What you are asked to do: Below are the entries to retype; reproduce each one exactly.

== Supplied information

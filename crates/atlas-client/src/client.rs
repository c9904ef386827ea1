//! # API Client
//!
//! Thin wrapper over `reqwest` that owns the base URL, the session, and
//! the HTTP status → [`ApiError`] mapping.
//!
//! ## Request Flow
//! ```text
//! ┌─────────────────────────────────────────────────────────────────────────┐
//! │                      One API Request                                    │
//! │                                                                         │
//! │  api.products().list()                                                 │
//! │       │                                                                 │
//! │       ▼                                                                 │
//! │  ApiClient::get("/products")                                           │
//! │       │  attach Authorization: Bearer <token> (when signed in)         │
//! │       ▼                                                                 │
//! │  send ──► transport error? ──► ApiError::Transport (outcome unknown)   │
//! │       │                                                                 │
//! │       ▼                                                                 │
//! │  2xx ──► decode JSON                                                   │
//! │  401 ──► clear session, ApiError::Auth (forced logout)                 │
//! │  4xx/5xx ──► mapped ApiError with the server's message                 │
//! │                                                                         │
//! │  Exactly ONE attempt. No silent retry, ever.                           │
//! └─────────────────────────────────────────────────────────────────────────┘
//! ```

use std::sync::Arc;

use reqwest::RequestBuilder;
use serde::de::DeserializeOwned;
use serde::{Deserialize, Serialize};
use tracing::{debug, warn};

use crate::error::{ApiError, ApiResult};
use crate::session::{Credentials, LoginResponse, Session, SessionStore};

/// Error payload shape used by the external API. Parsed defensively;
/// anything unreadable falls back to the raw body or the status reason.
#[derive(Debug, Deserialize)]
struct ErrorBody {
    message: Option<String>,
    error: Option<String>,
}

/// Client for the external ERP REST API.
///
/// Cheap to clone: the HTTP pool and session are shared.
#[derive(Debug, Clone)]
pub struct ApiClient {
    http: reqwest::Client,
    base_url: String,
    session: Arc<SessionStore>,
}

impl ApiClient {
    /// Creates a client for the given base URL (e.g.
    /// `https://erp.example.com/api`).
    pub fn new(base_url: impl Into<String>) -> Self {
        ApiClient {
            http: reqwest::Client::new(),
            base_url: base_url.into().trim_end_matches('/').to_string(),
            session: Arc::new(SessionStore::new()),
        }
    }

    /// The session store shared with this client.
    pub fn session(&self) -> &SessionStore {
        &self.session
    }

    fn url(&self, path: &str) -> String {
        format!("{}{}", self.base_url, path)
    }

    // =========================================================================
    // Authentication
    // =========================================================================

    /// Signs in via `POST /auth/login` and installs the session.
    pub async fn login(&self, credentials: &Credentials) -> ApiResult<Session> {
        debug!(username = %credentials.username, "login");

        let response = self
            .send(self.http.post(self.url("/auth/login")).json(credentials))
            .await?;
        let login: LoginResponse = response.json().await?;

        let session = Session::from(login);
        self.session.set(session.clone()).await;
        Ok(session)
    }

    /// Signs out: clears the local session.
    ///
    /// Purely local - the bearer token simply stops being used. Server-side
    /// token revocation is the API's concern.
    pub async fn logout(&self) {
        debug!("logout");
        self.session.clear().await;
    }

    // =========================================================================
    // Request Helpers
    // =========================================================================

    pub(crate) async fn get<T: DeserializeOwned>(&self, path: &str) -> ApiResult<T> {
        debug!(path, "GET");
        let response = self.send(self.http.get(self.url(path))).await?;
        Ok(response.json().await?)
    }

    pub(crate) async fn post<B: Serialize + ?Sized, T: DeserializeOwned>(
        &self,
        path: &str,
        body: &B,
    ) -> ApiResult<T> {
        debug!(path, "POST");
        let response = self.send(self.http.post(self.url(path)).json(body)).await?;
        Ok(response.json().await?)
    }

    /// POST with an empty body - the shape of transition endpoints
    /// (`/sales-orders/{id}/approve` and friends).
    pub(crate) async fn post_action<T: DeserializeOwned>(&self, path: &str) -> ApiResult<T> {
        debug!(path, "POST (action)");
        let response = self.send(self.http.post(self.url(path))).await?;
        Ok(response.json().await?)
    }

    pub(crate) async fn put<B: Serialize + ?Sized, T: DeserializeOwned>(
        &self,
        path: &str,
        body: &B,
    ) -> ApiResult<T> {
        debug!(path, "PUT");
        let response = self.send(self.http.put(self.url(path)).json(body)).await?;
        Ok(response.json().await?)
    }

    pub(crate) async fn delete(&self, path: &str) -> ApiResult<()> {
        debug!(path, "DELETE");
        self.send(self.http.delete(self.url(path))).await?;
        Ok(())
    }

    /// Sends one request: attaches the bearer token, maps failures.
    async fn send(&self, builder: RequestBuilder) -> ApiResult<reqwest::Response> {
        let builder = match self.session.token().await {
            Some(token) => builder.bearer_auth(token),
            None => builder,
        };

        let response = builder.send().await?;
        let status = response.status();

        if status.is_success() {
            return Ok(response);
        }

        if status.as_u16() == 401 {
            // Expired or invalid token: the session is gone, full stop.
            warn!("received 401, clearing session");
            self.session.clear().await;
            return Err(ApiError::Auth);
        }

        let message = Self::error_message(response).await;
        Err(match status.as_u16() {
            403 => ApiError::Forbidden(message),
            404 => ApiError::NotFound(message),
            409 | 422 => ApiError::Conflict(message),
            code => ApiError::Server {
                status: code,
                message,
            },
        })
    }

    /// Extracts the most useful human-readable message from an error
    /// response.
    async fn error_message(response: reqwest::Response) -> String {
        let status = response.status();
        let text = response.text().await.unwrap_or_default();

        if let Ok(body) = serde_json::from_str::<ErrorBody>(&text) {
            if let Some(message) = body.message.or(body.error) {
                return message;
            }
        }

        if text.trim().is_empty() {
            status
                .canonical_reason()
                .unwrap_or("request failed")
                .to_string()
        } else {
            text
        }
    }
}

====

Written solution:
filename crates/atlas-client/src/client.rs
repository c9904ef386827ea1
//! # API Client
//!
//! Thin wrapper over `reqwest` that owns the base URL, the session, and
//! the HTTP status → [`ApiError`] mapping.
//!
//! ## Request Flow
//! ```text
//! ┌─────────────────────────────────────────────────────────────────────────┐
//! │                      One API Request                                    │
//! │                                                                         │
//! │  api.products().list()                                                 │
//! │       │                                                                 │
//! │       ▼                                                                 │
//! │  ApiClient::get("/products")                                           │
//! │       │  attach Authorization: Bearer <token> (when signed in)         │
//! │       ▼                                                                 │
//! │  send ──► transport error? ──► ApiError::Transport (outcome unknown)   │
//! │       │                                                                 │
//! │       ▼                                                                 │
//! │  2xx ──► decode JSON                                                   │
//! │  401 ──► clear session, ApiError::Auth (forced logout)                 │
//! │  4xx/5xx ──► mapped ApiError with the server's message                 │
//! │                                                                         │
//! │  Exactly ONE attempt. No silent retry, ever.                           │
//! └─────────────────────────────────────────────────────────────────────────┘
//! ```

use std::sync::Arc;

use reqwest::RequestBuilder;
use serde::de::DeserializeOwned;
use serde::{Deserialize, Serialize};
use tracing::{debug, warn};

use crate::error::{ApiError, ApiResult};
use crate::session::{Credentials, LoginResponse, Session, SessionStore};

/// Error payload shape used by the external API. Parsed defensively;
/// anything unreadable falls back to the raw body or the status reason.
#[derive(Debug, Deserialize)]
struct ErrorBody {
    message: Option<String>,
    error: Option<String>,
}

/// Client for the external ERP REST API.
///
/// Cheap to clone: the HTTP pool and session are shared.
#[derive(Debug, Clone)]
pub struct ApiClient {
    http: reqwest::Client,
    base_url: String,
    session: Arc<SessionStore>,
}

impl ApiClient {
    /// Creates a client for the given base URL (e.g.
    /// `https://erp.example.com/api`).
    pub fn new(base_url: impl Into<String>) -> Self {
        ApiClient {
            http: reqwest::Client::new(),
            base_url: base_url.into().trim_end_matches('/').to_string(),
            session: Arc::new(SessionStore::new()),
        }
    }

    /// The session store shared with this client.
    pub fn session(&self) -> &SessionStore {
        &self.session
    }

    fn url(&self, path: &str) -> String {
        format!("{}{}", self.base_url, path)
    }

    // =========================================================================
    // Authentication
    // =========================================================================

    /// Signs in via `POST /auth/login` and installs the session.
    pub async fn login(&self, credentials: &Credentials) -> ApiResult<Session> {
        debug!(username = %credentials.username, "login");

        let response = self
            .send(self.http.post(self.url("/auth/login")).json(credentials))
            .await?;
        let login: LoginResponse = response.json().await?;

        let session = Session::from(login);
        self.session.set(session.clone()).await;
        Ok(session)
    }

    /// Signs out: clears the local session.
    ///
    /// Purely local - the bearer token simply stops being used. Server-side
    /// token revocation is the API's concern.
    pub async fn logout(&self) {
        debug!("logout");
        self.session.clear().await;
    }

    // =========================================================================
    // Request Helpers
    // =========================================================================

    pub(crate) async fn get<T: DeserializeOwned>(&self, path: &str) -> ApiResult<T> {
        debug!(path, "GET");
        let response = self.send(self.http.get(self.url(path))).await?;
        Ok(response.json().await?)
    }

    pub(crate) async fn post<B: Serialize + ?Sized, T: DeserializeOwned>(
        &self,
        path: &str,
        body: &B,
    ) -> ApiResult<T> {
        debug!(path, "POST");
        let response = self.send(self.http.post(self.url(path)).json(body)).await?;
        Ok(response.json().await?)
    }

    /// POST with an empty body - the shape of transition endpoints
    /// (`/sales-orders/{id}/approve` and friends).
    pub(crate) async fn post_action<T: DeserializeOwned>(&self, path: &str) -> ApiResult<T> {
        debug!(path, "POST (action)");
        let response = self.send(self.http.post(self.url(path))).await?;
        Ok(response.json().await?)
    }

    pub(crate) async fn put<B: Serialize + ?Sized, T: DeserializeOwned>(
        &self,
        path: &str,
        body: &B,
    ) -> ApiResult<T> {
        debug!(path, "PUT");
        let response = self.send(self.http.put(self.url(path)).json(body)).await?;
        Ok(response.json().await?)
    }

    pub(crate) async fn delete(&self, path: &str) -> ApiResult<()> {
        debug!(path, "DELETE");
        self.send(self.http.delete(self.url(path))).await?;
        Ok(())
    }

    /// Sends one request: attaches the bearer token, maps failures.
    async fn send(&self, builder: RequestBuilder) -> ApiResult<reqwest::Response> {
        let builder = match self.session.token().await {
            Some(token) => builder.bearer_auth(token),
            None => builder,
        };

        let response = builder.send().await?;
        let status = response.status();

        if status.is_success() {
            return Ok(response);
        }

        if status.as_u16() == 401 {
            // Expired or invalid token: the session is gone, full stop.
            warn!("received 401, clearing session");
            self.session.clear().await;
            return Err(ApiError::Auth);
        }

        let message = Self::error_message(response).await;
        Err(match status.as_u16() {
            403 => ApiError::Forbidden(message),
            404 => ApiError::NotFound(message),
            409 | 422 => ApiError::Conflict(message),
            code => ApiError::Server {
                status: code,
                message,
            },
        })
    }

    /// Extracts the most useful human-readable message from an error
    /// response.
    async fn error_message(response: reqwest::Response) -> String {
        let status = response.status();
        let text = response.text().await.unwrap_or_default();

        if let Ok(body) = serde_json::from_str::<ErrorBody>(&text) {
            if let Some(message) = body.message.or(body.error) {
                return message;
            }
        }

        if text.trim().is_empty() {
            status
                .canonical_reason()
                .unwrap_or("request failed")
                .to_string()
        } else {
            text
        }
    }
}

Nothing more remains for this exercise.